Aber auch auf der Bahrenfelder Seite gab es Veränderungen. Der Haltestellenbereich Statthalterplatz am Bahnhof Othmarschen wurde 2005 für 500.000 € umgestaltet, einschließlich eines Aborts, zur Beruhigung der Anwohner. Die Umsteigebeziehungen zwischen S-Bahn und Bus verbesserten sich dadurch nachhaltig. Die Anbindung des Volksparkstadions übernahm die PVG-Linie 386 über August-Kirch-Straße und Max-Schmeling-Straße zum Endpunkt Luftbadeweg.

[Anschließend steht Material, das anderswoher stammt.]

//! Artifact resolution over the SOAP 1.1 back-channel (C9).
//!
//! The only network I/O this core performs itself: posting an
//! `ArtifactResolve` request to an IdP's resolution endpoint and parsing
//! whatever SOAP envelope comes back. Everything else (the front-channel
//! HTTP bindings) is the host's responsibility to transport; this one step
//! happens server-to-server and so the core owns the client.

use std::time::Duration;

use async_trait::async_trait;
use tracing::{debug, warn};

use crate::error::{BindingError, ValidationErrorKind};
use crate::id::{format_issue_instant, Saml2Id};
use crate::model::ArtifactResponse;
use crate::namespace::NS_SOAP_ENVELOPE;
use crate::xml::tree::parse_document;

#[async_trait]
pub trait ArtifactBackChannel: Send + Sync {
    async fn resolve(&self, resolution_url: &str, soap_body: &[u8]) -> Result<Vec<u8>, BindingError>;
}

/// A `reqwest`-backed back-channel client, the default implementation most
/// hosts will use unless they need to substitute a mock for testing.
pub struct ReqwestArtifactBackChannel {
    client: reqwest::Client,
}

impl ReqwestArtifactBackChannel {
    pub fn new(timeout: Duration) -> Self {
        Self {
            client: reqwest::Client::builder()
                .timeout(timeout)
                .build()
                .expect("reqwest client configuration is static and always valid"),
        }
    }
}

#[async_trait]
impl ArtifactBackChannel for ReqwestArtifactBackChannel {
    async fn resolve(&self, resolution_url: &str, soap_body: &[u8]) -> Result<Vec<u8>, BindingError> {
        let response = self
            .client
            .post(resolution_url)
            .header("Content-Type", "text/xml; charset=utf-8")
            .header("SOAPAction", "\"\"")
            .body(soap_body.to_vec())
            .send()
            .await
            .map_err(|e| BindingError::MalformedArtifact(format!("SOAP request failed: {e}")))?;

        if !response.status().is_success() {
            return Err(BindingError::MalformedArtifact(format!(
                "SOAP resolution endpoint returned {}",
                response.status()
            )));
        }

        response
            .bytes()
            .await
            .map(|b| b.to_vec())
            .map_err(|e| BindingError::MalformedArtifact(format!("reading SOAP response body failed: {e}")))
    }
}

/// Build the `ArtifactResolve` SOAP envelope for artifact `artifact_wire`.
pub fn build_artifact_resolve(issuer_entity_id: &str, artifact_wire: &str, destination: &str) -> (Saml2Id, Vec<u8>) {
    let id = Saml2Id::generate();
    let envelope = format!(
        r#"<soap:Envelope xmlns:soap="{soap_ns}"><soap:Body><samlp:ArtifactResolve xmlns:samlp="urn:oasis:names:tc:SAML:2.0:protocol" xmlns:saml="urn:oasis:names:tc:SAML:2.0:assertion" ID="{id}" Version="2.0" IssueInstant="{instant}" Destination="{destination}"><saml:Issuer>{issuer}</saml:Issuer><samlp:Artifact>{artifact}</samlp:Artifact></samlp:ArtifactResolve></soap:Body></soap:Envelope>"#,
        soap_ns = NS_SOAP_ENVELOPE,
        id = id,
        instant = format_issue_instant(chrono::Utc::now()),
        destination = destination,
        issuer = issuer_entity_id,
        artifact = artifact_wire,
    );
    (id, envelope.into_bytes())
}

/// Unwrap a SOAP envelope and parse its inner `ArtifactResponse`.
pub fn parse_artifact_resolve_response(soap_xml: &[u8]) -> Result<ArtifactResponse, ValidationErrorKind> {
    let envelope = parse_document(soap_xml).map_err(ValidationErrorKind::from)?;
    let body = envelope
        .child_element(NS_SOAP_ENVELOPE, "Body")
        .ok_or_else(|| ValidationErrorKind::ArtifactResolutionFailed("SOAP envelope has no Body".into()))?;
    let artifact_response_el = body
        .child_elements()
        .next()
        .ok_or_else(|| ValidationErrorKind::ArtifactResolutionFailed("SOAP Body is empty".into()))?;
    ArtifactResponse::from_element(artifact_response_el).map_err(ValidationErrorKind::from)
}

/// Resolve `artifact_wire` end to end: build the request, send it over
/// `back_channel`, and parse the response. `timeout` bounds the whole
/// round trip, not just connect — an IdP that accepts the connection and
/// then stalls must still be treated as a resolution failure.
pub async fn resolve_artifact(
    back_channel: &dyn ArtifactBackChannel,
    issuer_entity_id: &str,
    artifact_wire: &str,
    resolution_url: &str,
    timeout: Duration,
) -> Result<ArtifactResponse, ValidationErrorKind> {
    let (request_id, soap_body) = build_artifact_resolve(issuer_entity_id, artifact_wire, resolution_url);
    debug!("resolving artifact via {} as ArtifactResolve {:?}", resolution_url, request_id);

    let raw_response = tokio::time::timeout(timeout, back_channel.resolve(resolution_url, &soap_body))
        .await
        .map_err(|_| {
            warn!("ArtifactResolve {:?} to {} timed out after {:?}", request_id, resolution_url, timeout);
            ValidationErrorKind::ArtifactResolutionFailed("timed out".into())
        })?
        .map_err(|e| {
            warn!("ArtifactResolve {:?} to {} failed: {}", request_id, resolution_url, e);
            ValidationErrorKind::ArtifactResolutionFailed(e.to_string())
        })?;

    parse_artifact_resolve_response(&raw_response)
}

Die Sonderwagen zur Stadionstraße entfielen. Heute verkehren auf beiden Linien problemlos Gelenkbusse. 

  

1965 löste die S-Bahn die AKN zwischen Langenfelde und Eidelstedt ab und bedient seitdem den Haltepunkt Stellingen. Die S-Bahn verstärkt bei Fußballspielen und bei anderen Großveranstaltungen im Volkspark regelmäßig den Verkehr auf dem Pinneberger Ast und trägt damit heute die Hauptlast des Zubringerverkehrs zum Stadion. Bei der Anfahrt schildern diese Züge meist „Stellingen“, obwohl dieser Haltepunkt keine Abstellmöglichkeiten bietet. Die Verstärkungszüge werden in den Abstellanlagen des Bf. Elbgaustraße hinterstellt und nach Veranstaltungsende als Leerzüge nach Stellingen geführt, oft in einer sehr dichten Fahrtenfolge und als Fahrten auf Sicht. Die über hundertjährige Geschichte der Hamburger S-Bahn ist – wie die der U-Bahn - leider nicht frei von Unfällen. Am Abend des 23.04.1980 kam es bei einer solchen Verkehrssituation zu einem schweren Auffahrunfall im Haltepunkt Stellingen. Der HSV hatte sein Europapokalspiel der Landesmeister gegen Real Madrid mit 5:1 gewonnen, als das Unglück geschah. Ein von der Elbgaustraße kommender Leerzug fuhr als Vollzug mit den Einheiten (471) 025 und 001 auf einen im Haltepunkt zur Fahrgastaufnahme stehenden S-Bahnzug mit einer 470-Einheit am Zugende. Es entstand ein großer Sachschaden mit 24 Verletzten. Am auffahrenden Zug wurden drei Triebköpfe zerstört. Auch die Front des stehenden Zuges erlitt schwere Schäden. Die  Schäden an den 471er-Triebköpfen führten zu deren Ausmusterung. Mit dem Wagen 471 101 traf es auch den ältesten Hamburger S-Bahnzug, Baujahr 1939. Die beiden verbliebenen Wagen 871 001 und 471 401 des Triebzugs 001 erhielten den (nach einem Brand des Mittelwagens übrig gebliebenen) 471 441 (Baujahr 1942) neu beigestellt. Seitdem wies der Zug 001 zwei unterschiedliche 2.Klasse-Wagen auf. Während der 471 401 noch über Holzlattensitze verfügte, waren die Sitze im 471 101 (II) gepolstert. Der VVM erhält heute als Leihgabe den 471 401 in seinem Museum in Aumühle und damit den letzten verbliebenden Triebkopf des ersten Gleichstromstrom-S-Bahnzugs Hamburgs. Der zunächst ebenfalls aufbewahrte 1.Klasse-Wagen des ersten Zuges wurde mittlerweile auf Veranlassung von späteren Entscheidungsträgern bei der S-Bahn verschrottet.